### WHAT TO PRODUCE
Keeping every word the same, return the listing from its first line until the line holding "use crate::incompat::IncompatibilityRelation;" has been returned as well.

*** EXTRACTED MATERIAL ***

use std::collections::HashMap;
use std::fs::{self, File};
use std::io::{self, BufWriter, Write};
use std::path::{Path, PathBuf};

use flate2::write::GzEncoder;
use flate2::Compression;
use thiserror::Error;
use tracing::debug;

use crate::incompat::IncompatibilityRelation;
use crate::newick::{parse_newick, parse_newick_many, NewickError};
use crate::snapshot::PairSnapshot;
use crate::tree::Tree;

/// Errors raised while loading trees from disk.
#[derive(Debug, Error)]
pub enum ReadError {
    #[error("failed to read {}: {source}", .path.display())]
    Io { path: PathBuf, source: io::Error },
    #[error("{}: {source}", .path.display())]
    Newick { path: PathBuf, source: NewickError },
    #[error("no trees found in {}", .0.display())]
    NoTrees(PathBuf),
}

fn read_file(path: &Path) -> Result<String, ReadError> {
    fs::read_to_string(path).map_err(|source| ReadError::Io {
        path: path.to_path_buf(),
        source,
    })
}

/// Read every `;`-terminated Newick tree of a plain text file.
pub fn read_newick_trees<P: AsRef<Path>>(path: P) -> Result<Vec<Tree>, ReadError> {
    let path = path.as_ref();
    newick_trees(path, &read_file(path)?)
}

/// Read the `tree NAME = ...;` statements of a NEXUS file, as written by BEAST.
///
/// `[&...]` annotations are stripped and leaf labels are mapped through the
/// `TRANSLATE` table when the file has one.
pub fn read_nexus_trees<P: AsRef<Path>>(path: P) -> Result<Vec<Tree>, ReadError> {
    let path = path.as_ref();
    nexus_trees(path, &read_file(path)?)
}

/// Read trees from NEXUS files (first line `#NEXUS`) or plain Newick files.
pub fn read_trees<P: AsRef<Path>>(path: P) -> Result<Vec<Tree>, ReadError> {
    let path = path.as_ref();
    let content = read_file(path)?;
    let is_nexus = content
        .trim_start()
        .get(..6)
        .is_some_and(|head| head.eq_ignore_ascii_case("#NEXUS"));
    if is_nexus {
        nexus_trees(path, &content)
    } else {
        newick_trees(path, &content)
    }
}

fn newick_trees(path: &Path, content: &str) -> Result<Vec<Tree>, ReadError> {
    match parse_newick_many(content) {
        Ok(trees) => {
            debug!(path = %path.display(), trees = trees.len(), "read newick file");
            Ok(trees)
        }
        Err(NewickError::Empty) => Err(ReadError::NoTrees(path.to_path_buf())),
        Err(source) => Err(ReadError::Newick {
            path: path.to_path_buf(),
            source,
        }),
    }
}

fn nexus_trees(path: &Path, content: &str) -> Result<Vec<Tree>, ReadError> {
    let translate = parse_translate_block(content);

    let mut trees = Vec::new();
    for block in collect_tree_blocks(content) {
        let newick = strip_beast_annotations(block.body);
        let mut tree = parse_newick(&newick).map_err(|source| ReadError::Newick {
            path: path.to_path_buf(),
            source,
        })?;
        if !translate.is_empty() {
            rename_leaves(&mut tree, &translate);
        }
        debug!(name = block.name, leaves = tree.num_leaves(tree.root()), "read nexus tree");
        trees.push(tree);
    }

    if trees.is_empty() {
        return Err(ReadError::NoTrees(path.to_path_buf()));
    }
    Ok(trees)
}

/// Strip BEAST annotations such as `:[&rate=0.123]2.45` down to `:2.45`.
fn strip_beast_annotations(newick: &str) -> String {
    let mut result = String::with_capacity(newick.len());
    let mut in_annotation = false;
    let mut chars = newick.chars().peekable();

    while let Some(ch) = chars.next() {
        if ch == '[' && chars.peek() == Some(&'&') {
            in_annotation = true;
        } else if ch == ']' && in_annotation {
            in_annotation = false;
        } else if !in_annotation {
            result.push(ch);
        }
    }

    result
}

struct TreeBlock<'a> {
    name: &'a str,
    body: &'a str,
}

fn collect_tree_blocks(content: &str) -> Vec<TreeBlock<'_>> {
    content
        .lines()
        .map(str::trim)
        .filter(|line| line.get(..5).is_some_and(|head| head.eq_ignore_ascii_case("tree ")))
        .filter_map(|line| {
            let (header, body) = line.split_once(" = ")?;
            let name = header[5..].split_whitespace().next().unwrap_or_default();
            Some(TreeBlock { name, body: body.trim() })
        })
        .collect()
}

fn parse_translate_block(content: &str) -> HashMap<String, String> {
    let mut table = HashMap::new();
    let lines = content
        .lines()
        .map(str::trim)
        .skip_while(|line| !line.to_ascii_uppercase().starts_with("TRANSLATE"))
        .skip(1);

    // STRUCTURE:
    // 1 '1959.M.CD.59.ZR59',
    // 2 '1960.DRC60A'
    // ;
    for line in lines {
        let entry = line.trim_end_matches([',', ';']);
        let mut parts = entry.split_whitespace();
        if let (Some(id), Some(label)) = (parts.next(), parts.next()) {
            table.insert(id.to_string(), label.trim_matches('\'').to_string());
        }
        if line.ends_with(';') {
            break;
        }
    }
    table
}

fn rename_leaves(tree: &mut Tree, translate: &HashMap<String, String>) {
    let leaves: Vec<_> = tree.leaves(tree.root()).collect();
    for leaf in leaves {
        if let Some(label) = translate.get(&tree[leaf].label) {
            tree[leaf].label = label.clone();
        }
    }
}

/// Run `body` against the output at `path`: `-` is stdout, a `.gz` suffix
/// gzips the output. The gzip stream is finished before returning, so a
/// failure to write its trailer is reported.
fn with_output<F>(path: &Path, body: F) -> io::Result<()>
where
    F: FnOnce(&mut dyn Write) -> io::Result<()>,
{
    if path.as_os_str() == "-" {
        let mut out = BufWriter::new(io::stdout().lock());
        body(&mut out)?;
        return out.flush();
    }

    let file = File::create(path)?;
    if path.to_string_lossy().ends_with(".gz") {
        let mut out = BufWriter::new(GzEncoder::new(file, Compression::default()));
        body(&mut out)?;
        let encoder = out.into_inner().map_err(|e| e.into_error())?;
        encoder.finish()?;
        Ok(())
    } else {
        let mut out = BufWriter::new(file);
        body(&mut out)?;
        out.flush()
    }
}

/// Write the incompatible pairs as TSV, one pair per row.
///
/// Columns are the preprocessing ids and labels of both nodes. Unlabelled
/// internal nodes get an empty label column.
pub fn write_relation_tsv<P: AsRef<Path>>(
    path: P,
    trees: (&Tree, &Tree),
    snap: &PairSnapshot,
    relation: &IncompatibilityRelation,
) -> io::Result<()> {
    let (first, second) = trees;
    with_output(path.as_ref(), |out| {
        writeln!(out, "tree1_id\ttree1_label\ttree2_id\ttree2_label")?;
        for (v1, v2) in relation.pairs() {
            let (Some(c1), Some(c2)) = (snap.first.get(v1), snap.second.get(v2)) else {
                return Err(io::Error::new(
                    io::ErrorKind::InvalidInput,
                    format!("pair ({v1}, {v2}) is not part of the snapshot"),
                ));
            };
            writeln!(out, "{}\t{}\t{}\t{}", c1.id, first[v1].label, c2.id, second[v2].label)?;
        }
        Ok(())
    })
}

/// Write one Newick string per line.
pub fn write_newick_lines<P: AsRef<Path>>(path: P, lines: &[String]) -> io::Result<()> {
    with_output(path.as_ref(), |out| {
        for line in lines {
            writeln!(out, "{line}")?;
        }
        Ok(())
    })
}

***

### OUTPUT
use std::collections::HashMap;
use std::fs::{self, File};
use std::io::{self, BufWriter, Write};
use std::path::{Path, PathBuf};

use flate2::write::GzEncoder;
use flate2::Compression;
use thiserror::Error;
use tracing::debug;

use crate::incompat::IncompatibilityRelation;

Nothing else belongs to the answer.